• _Required action_: The lines to return are those below that contain the word "offset".

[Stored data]
◆ ◆ ◆ ◆
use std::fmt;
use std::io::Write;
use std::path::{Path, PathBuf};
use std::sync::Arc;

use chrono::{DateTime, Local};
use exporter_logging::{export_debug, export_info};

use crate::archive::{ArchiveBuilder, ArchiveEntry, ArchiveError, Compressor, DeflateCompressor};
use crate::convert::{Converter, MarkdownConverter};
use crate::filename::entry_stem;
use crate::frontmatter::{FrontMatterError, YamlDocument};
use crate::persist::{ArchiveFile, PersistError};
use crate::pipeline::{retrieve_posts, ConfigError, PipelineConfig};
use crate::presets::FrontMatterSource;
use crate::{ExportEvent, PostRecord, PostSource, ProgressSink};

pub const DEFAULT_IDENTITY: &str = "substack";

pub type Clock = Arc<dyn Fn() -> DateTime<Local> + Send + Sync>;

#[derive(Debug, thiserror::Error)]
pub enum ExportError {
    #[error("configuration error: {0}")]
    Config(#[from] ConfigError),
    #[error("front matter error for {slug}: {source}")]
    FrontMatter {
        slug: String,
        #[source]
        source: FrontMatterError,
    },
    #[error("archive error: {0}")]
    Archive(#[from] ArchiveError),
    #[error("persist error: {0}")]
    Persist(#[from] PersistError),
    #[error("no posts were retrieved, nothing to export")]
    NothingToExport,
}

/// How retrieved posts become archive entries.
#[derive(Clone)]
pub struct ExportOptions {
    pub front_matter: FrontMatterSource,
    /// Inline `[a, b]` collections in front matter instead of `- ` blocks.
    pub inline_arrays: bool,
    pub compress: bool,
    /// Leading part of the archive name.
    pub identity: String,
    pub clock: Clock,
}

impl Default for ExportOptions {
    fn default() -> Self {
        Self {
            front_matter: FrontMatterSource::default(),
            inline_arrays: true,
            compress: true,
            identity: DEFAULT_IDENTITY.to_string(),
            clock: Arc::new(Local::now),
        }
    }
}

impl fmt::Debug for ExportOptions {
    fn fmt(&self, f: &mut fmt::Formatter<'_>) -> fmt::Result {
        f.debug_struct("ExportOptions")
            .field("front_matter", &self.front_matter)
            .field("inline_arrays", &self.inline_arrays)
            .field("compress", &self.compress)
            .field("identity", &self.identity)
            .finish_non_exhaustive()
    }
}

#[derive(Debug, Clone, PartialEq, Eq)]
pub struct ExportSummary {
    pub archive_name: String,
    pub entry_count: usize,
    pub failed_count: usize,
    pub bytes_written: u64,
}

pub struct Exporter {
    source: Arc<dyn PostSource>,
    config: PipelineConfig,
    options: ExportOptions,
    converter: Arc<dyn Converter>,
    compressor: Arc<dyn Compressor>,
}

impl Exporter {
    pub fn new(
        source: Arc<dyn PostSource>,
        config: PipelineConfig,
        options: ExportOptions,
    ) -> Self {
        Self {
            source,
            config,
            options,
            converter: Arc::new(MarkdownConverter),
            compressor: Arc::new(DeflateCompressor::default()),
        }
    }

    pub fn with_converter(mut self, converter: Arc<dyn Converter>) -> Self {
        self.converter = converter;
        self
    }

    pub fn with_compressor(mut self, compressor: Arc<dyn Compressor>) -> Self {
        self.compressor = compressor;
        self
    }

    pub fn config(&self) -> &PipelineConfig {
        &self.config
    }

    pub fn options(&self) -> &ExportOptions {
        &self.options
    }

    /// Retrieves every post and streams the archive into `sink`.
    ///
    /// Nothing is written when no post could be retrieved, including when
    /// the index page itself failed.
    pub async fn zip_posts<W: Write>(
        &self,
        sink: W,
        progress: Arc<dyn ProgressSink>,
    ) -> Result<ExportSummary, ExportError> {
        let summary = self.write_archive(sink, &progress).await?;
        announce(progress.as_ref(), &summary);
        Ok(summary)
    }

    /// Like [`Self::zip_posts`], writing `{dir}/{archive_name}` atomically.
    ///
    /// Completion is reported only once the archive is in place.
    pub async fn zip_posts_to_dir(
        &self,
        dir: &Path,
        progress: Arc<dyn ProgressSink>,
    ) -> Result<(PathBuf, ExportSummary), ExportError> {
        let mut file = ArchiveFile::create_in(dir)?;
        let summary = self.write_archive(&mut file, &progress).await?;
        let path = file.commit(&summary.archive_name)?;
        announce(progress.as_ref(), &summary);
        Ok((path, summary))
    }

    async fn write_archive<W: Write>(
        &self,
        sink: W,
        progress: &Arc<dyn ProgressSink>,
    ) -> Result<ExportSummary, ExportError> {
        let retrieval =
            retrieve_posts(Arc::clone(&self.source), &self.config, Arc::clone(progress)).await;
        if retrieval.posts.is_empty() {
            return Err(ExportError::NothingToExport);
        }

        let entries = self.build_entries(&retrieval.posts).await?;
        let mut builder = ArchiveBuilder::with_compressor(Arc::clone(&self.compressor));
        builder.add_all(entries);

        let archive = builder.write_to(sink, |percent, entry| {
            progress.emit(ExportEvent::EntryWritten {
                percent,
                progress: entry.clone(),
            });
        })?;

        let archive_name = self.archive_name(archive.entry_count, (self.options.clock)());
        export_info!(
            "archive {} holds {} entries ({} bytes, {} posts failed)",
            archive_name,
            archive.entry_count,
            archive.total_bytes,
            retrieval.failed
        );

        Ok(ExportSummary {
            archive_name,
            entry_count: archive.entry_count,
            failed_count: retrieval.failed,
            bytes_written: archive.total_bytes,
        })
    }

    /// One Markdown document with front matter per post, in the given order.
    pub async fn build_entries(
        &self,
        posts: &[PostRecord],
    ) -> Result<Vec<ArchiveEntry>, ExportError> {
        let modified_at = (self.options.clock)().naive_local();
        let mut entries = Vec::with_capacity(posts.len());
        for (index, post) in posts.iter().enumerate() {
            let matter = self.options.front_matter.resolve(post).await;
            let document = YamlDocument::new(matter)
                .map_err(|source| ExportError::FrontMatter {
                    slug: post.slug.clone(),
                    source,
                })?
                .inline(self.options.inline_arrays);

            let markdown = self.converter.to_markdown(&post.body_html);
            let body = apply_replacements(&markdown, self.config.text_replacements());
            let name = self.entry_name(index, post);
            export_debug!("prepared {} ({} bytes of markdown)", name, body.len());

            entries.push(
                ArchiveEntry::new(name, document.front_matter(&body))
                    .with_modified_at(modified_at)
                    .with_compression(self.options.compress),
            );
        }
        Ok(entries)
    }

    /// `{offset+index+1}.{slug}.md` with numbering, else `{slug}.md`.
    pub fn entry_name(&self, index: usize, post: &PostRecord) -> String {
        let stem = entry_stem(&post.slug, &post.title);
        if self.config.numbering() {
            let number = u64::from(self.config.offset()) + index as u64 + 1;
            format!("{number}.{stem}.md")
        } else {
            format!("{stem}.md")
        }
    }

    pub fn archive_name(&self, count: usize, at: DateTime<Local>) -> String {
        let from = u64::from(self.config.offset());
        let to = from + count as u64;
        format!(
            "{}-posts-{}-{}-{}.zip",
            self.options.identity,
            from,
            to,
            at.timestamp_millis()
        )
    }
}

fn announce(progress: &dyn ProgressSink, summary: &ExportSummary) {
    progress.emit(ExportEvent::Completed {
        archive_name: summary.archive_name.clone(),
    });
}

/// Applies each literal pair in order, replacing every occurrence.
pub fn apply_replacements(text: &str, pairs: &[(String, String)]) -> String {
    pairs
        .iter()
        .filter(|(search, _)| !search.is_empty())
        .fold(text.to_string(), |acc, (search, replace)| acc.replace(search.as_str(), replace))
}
◆ ◆ ◆ ◆
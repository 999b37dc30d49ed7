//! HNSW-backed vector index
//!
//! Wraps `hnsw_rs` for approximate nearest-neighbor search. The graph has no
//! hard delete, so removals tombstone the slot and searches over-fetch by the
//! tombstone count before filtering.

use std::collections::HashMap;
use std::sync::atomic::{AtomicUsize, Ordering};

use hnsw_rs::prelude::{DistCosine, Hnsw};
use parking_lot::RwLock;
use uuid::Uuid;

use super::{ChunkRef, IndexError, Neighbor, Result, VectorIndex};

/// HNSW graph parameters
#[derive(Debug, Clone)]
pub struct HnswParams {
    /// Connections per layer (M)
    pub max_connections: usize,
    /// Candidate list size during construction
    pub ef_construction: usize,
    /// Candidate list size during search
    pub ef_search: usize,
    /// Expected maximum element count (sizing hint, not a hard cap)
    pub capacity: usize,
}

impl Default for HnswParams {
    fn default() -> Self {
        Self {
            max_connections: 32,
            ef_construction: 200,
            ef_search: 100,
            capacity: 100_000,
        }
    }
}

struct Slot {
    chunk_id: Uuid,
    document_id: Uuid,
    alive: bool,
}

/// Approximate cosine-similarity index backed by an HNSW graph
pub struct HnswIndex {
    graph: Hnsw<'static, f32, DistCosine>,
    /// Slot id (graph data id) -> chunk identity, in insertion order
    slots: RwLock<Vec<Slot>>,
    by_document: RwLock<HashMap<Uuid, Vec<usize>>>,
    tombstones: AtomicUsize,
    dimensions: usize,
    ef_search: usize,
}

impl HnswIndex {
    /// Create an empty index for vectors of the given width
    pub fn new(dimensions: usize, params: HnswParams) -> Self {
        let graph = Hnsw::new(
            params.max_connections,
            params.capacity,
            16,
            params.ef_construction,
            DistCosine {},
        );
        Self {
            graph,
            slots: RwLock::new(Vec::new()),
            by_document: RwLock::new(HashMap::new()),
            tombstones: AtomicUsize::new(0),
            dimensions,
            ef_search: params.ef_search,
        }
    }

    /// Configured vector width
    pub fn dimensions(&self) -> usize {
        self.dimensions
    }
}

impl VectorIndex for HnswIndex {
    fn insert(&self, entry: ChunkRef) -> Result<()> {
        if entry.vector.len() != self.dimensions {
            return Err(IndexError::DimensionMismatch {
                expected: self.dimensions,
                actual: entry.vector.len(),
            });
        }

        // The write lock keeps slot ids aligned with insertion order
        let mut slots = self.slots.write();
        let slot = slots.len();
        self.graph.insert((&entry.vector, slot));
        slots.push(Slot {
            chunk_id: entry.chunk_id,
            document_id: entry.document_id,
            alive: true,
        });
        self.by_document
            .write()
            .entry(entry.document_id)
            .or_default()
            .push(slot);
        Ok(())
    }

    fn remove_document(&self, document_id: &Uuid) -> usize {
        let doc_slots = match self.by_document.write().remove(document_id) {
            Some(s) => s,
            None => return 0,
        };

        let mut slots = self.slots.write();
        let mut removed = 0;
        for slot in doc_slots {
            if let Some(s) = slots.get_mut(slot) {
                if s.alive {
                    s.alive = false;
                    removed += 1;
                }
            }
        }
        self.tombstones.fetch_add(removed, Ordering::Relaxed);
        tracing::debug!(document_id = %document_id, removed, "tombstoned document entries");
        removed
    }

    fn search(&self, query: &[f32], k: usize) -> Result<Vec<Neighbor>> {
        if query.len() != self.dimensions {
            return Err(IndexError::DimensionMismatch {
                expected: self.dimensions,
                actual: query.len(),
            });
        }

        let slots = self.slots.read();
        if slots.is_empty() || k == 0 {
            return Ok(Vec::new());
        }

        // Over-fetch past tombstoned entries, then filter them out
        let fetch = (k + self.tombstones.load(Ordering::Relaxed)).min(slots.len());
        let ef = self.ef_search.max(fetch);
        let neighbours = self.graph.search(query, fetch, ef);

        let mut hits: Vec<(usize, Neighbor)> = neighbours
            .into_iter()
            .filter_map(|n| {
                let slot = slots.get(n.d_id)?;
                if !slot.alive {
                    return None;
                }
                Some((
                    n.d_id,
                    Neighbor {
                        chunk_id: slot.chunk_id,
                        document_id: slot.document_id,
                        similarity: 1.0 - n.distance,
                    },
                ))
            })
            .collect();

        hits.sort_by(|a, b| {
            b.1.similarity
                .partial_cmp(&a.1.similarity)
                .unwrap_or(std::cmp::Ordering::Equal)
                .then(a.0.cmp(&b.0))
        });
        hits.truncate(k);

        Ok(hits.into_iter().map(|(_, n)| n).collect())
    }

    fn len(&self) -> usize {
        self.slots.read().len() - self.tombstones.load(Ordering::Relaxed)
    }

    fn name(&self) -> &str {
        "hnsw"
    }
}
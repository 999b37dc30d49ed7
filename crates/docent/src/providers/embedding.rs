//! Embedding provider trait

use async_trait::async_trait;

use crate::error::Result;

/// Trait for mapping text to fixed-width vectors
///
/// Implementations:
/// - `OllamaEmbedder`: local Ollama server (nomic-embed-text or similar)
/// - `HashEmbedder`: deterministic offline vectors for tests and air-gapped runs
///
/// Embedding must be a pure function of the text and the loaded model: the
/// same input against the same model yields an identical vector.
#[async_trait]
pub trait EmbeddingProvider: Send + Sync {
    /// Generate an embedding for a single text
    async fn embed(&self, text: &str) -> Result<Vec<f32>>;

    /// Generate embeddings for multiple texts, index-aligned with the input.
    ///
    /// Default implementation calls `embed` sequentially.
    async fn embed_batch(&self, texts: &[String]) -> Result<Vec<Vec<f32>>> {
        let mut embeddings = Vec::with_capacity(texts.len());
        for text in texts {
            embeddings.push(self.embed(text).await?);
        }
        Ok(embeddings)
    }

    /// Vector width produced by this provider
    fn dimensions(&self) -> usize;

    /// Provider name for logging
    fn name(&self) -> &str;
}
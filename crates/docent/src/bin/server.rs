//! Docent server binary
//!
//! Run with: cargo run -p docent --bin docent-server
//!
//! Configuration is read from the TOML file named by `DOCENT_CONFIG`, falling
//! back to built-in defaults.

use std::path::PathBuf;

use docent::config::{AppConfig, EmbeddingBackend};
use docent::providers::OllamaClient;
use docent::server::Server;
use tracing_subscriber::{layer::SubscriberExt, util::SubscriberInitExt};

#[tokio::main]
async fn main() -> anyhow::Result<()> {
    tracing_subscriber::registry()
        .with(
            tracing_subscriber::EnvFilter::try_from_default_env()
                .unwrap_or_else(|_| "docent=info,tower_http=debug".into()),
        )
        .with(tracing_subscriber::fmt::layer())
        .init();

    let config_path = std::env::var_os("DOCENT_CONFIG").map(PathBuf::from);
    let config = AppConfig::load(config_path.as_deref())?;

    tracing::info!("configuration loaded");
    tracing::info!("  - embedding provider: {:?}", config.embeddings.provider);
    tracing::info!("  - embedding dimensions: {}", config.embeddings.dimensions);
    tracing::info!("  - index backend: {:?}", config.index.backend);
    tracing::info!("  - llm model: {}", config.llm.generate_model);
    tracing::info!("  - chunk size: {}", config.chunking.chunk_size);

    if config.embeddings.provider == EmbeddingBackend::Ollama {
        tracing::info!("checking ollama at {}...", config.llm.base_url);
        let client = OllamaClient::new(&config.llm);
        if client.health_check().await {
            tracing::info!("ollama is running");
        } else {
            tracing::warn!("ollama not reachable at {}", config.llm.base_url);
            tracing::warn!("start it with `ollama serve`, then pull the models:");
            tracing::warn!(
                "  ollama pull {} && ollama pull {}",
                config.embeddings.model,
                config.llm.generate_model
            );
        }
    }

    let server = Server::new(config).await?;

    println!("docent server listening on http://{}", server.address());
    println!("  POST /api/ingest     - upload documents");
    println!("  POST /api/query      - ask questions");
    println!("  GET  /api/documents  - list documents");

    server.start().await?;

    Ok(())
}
◆ ◆ ◆ ◆
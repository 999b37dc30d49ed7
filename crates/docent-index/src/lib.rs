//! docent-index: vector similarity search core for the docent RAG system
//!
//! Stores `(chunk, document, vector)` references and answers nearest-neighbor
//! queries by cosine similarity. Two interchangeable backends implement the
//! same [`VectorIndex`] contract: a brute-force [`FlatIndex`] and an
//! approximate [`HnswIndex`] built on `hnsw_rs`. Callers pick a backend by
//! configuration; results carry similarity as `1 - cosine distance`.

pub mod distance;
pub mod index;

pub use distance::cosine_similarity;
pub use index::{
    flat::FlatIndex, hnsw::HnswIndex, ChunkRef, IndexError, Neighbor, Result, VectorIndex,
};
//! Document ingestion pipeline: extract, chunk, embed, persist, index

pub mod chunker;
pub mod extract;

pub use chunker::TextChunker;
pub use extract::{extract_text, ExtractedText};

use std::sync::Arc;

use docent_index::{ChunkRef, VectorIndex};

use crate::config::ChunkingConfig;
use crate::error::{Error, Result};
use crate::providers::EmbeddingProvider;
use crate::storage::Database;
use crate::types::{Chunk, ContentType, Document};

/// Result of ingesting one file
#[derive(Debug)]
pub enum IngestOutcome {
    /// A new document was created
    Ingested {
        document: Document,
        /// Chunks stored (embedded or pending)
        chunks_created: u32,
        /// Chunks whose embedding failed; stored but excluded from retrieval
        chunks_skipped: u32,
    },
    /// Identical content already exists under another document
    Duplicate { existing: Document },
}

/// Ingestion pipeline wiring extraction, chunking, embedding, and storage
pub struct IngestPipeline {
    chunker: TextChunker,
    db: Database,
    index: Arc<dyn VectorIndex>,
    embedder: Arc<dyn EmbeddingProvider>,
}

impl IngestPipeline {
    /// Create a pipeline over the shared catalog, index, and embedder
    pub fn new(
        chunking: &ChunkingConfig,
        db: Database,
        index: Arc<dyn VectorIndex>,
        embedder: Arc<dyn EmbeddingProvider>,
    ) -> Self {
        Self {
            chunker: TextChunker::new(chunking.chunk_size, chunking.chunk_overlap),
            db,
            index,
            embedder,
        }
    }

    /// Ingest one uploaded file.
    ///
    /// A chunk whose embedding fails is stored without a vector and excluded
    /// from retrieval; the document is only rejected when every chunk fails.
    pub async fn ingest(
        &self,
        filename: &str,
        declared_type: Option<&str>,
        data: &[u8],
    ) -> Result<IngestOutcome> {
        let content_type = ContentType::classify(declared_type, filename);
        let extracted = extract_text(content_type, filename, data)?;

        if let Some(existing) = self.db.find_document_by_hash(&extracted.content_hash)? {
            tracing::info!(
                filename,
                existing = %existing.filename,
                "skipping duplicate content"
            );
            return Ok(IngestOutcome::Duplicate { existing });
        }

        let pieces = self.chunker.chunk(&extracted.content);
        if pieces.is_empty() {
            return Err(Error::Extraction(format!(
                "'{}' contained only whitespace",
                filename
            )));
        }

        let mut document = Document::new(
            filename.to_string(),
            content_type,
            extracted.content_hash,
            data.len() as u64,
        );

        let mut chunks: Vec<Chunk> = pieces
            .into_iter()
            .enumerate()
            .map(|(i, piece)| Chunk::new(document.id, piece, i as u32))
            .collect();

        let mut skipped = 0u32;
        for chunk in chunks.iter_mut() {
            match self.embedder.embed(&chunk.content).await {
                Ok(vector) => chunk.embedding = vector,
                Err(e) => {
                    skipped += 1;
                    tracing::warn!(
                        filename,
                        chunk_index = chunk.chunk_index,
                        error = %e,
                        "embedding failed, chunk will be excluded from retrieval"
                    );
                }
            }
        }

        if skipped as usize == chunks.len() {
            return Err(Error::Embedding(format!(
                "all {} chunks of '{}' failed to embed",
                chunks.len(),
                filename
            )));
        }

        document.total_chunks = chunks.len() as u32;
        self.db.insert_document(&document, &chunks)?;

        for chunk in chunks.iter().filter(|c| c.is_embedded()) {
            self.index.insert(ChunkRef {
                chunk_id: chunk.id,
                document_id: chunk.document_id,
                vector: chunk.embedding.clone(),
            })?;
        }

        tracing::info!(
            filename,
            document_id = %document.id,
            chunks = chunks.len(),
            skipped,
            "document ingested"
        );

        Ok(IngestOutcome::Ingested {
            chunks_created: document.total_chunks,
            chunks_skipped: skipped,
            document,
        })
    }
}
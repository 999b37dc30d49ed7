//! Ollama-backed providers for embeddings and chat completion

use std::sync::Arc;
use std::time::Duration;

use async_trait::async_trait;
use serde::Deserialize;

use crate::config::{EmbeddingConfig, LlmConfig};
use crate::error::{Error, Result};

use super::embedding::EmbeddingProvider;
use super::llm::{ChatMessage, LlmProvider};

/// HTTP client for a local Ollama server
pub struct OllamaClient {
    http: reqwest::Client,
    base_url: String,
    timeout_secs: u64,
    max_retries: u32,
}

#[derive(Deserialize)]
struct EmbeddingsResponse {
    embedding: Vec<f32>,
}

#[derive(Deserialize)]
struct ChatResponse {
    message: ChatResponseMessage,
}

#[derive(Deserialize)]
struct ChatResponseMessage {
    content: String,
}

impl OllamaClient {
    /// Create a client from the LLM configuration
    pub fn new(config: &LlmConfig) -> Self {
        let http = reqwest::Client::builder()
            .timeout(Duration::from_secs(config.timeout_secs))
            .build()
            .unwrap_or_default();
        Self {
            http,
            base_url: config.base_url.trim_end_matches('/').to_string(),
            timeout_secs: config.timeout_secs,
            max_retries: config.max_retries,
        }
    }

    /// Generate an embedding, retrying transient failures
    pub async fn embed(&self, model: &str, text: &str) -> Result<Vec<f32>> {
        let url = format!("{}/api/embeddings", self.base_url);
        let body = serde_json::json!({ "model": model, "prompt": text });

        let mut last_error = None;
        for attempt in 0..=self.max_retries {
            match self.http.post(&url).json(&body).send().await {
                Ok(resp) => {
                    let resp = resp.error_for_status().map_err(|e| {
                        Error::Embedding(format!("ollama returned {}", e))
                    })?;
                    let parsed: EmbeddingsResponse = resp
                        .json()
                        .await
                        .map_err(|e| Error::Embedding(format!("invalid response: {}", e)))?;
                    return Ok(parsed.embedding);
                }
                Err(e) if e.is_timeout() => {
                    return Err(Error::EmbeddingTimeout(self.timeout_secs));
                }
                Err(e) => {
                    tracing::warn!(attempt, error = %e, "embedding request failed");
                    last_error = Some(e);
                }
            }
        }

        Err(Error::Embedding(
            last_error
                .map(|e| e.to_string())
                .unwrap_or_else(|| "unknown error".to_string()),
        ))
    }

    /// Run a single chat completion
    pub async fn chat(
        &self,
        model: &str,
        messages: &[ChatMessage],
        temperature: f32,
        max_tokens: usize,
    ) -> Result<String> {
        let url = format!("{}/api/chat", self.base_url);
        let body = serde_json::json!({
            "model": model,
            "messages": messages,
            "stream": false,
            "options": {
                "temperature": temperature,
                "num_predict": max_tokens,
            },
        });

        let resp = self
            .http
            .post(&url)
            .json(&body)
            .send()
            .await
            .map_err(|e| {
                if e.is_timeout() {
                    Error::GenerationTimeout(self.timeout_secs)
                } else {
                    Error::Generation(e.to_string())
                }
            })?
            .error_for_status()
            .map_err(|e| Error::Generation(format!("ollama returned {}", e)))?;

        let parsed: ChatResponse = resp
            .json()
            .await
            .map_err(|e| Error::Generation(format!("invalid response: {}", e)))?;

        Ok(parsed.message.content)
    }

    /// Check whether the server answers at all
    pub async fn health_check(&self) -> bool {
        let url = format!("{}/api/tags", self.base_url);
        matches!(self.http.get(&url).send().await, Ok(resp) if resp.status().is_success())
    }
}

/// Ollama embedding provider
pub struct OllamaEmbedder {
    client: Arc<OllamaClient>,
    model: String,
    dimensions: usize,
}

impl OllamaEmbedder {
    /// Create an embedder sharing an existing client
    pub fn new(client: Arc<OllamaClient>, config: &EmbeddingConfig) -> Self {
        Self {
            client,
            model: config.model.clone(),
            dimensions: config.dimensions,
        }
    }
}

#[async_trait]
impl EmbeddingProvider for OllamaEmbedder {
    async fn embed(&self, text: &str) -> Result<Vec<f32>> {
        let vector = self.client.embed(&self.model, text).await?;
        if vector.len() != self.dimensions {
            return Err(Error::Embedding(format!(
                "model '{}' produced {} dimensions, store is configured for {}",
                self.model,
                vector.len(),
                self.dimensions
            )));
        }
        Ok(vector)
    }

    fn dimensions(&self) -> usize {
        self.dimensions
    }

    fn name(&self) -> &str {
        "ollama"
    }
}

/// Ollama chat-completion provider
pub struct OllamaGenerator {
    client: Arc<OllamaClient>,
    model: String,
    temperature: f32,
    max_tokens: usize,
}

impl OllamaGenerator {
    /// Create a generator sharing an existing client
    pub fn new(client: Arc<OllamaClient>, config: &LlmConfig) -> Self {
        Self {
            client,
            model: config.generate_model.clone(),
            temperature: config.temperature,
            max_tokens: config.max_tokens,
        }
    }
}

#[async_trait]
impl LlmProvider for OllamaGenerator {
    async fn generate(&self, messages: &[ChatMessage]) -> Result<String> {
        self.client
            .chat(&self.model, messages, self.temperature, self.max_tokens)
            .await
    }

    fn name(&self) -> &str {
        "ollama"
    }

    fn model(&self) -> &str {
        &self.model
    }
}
◆ ◆ ◆ ◆
• _Solution_:
    /// `{offset+index+1}.{slug}.md` with numbering, else `{slug}.md`.
            let number = u64::from(self.config.offset()) + index as u64 + 1;
        let from = u64::from(self.config.offset());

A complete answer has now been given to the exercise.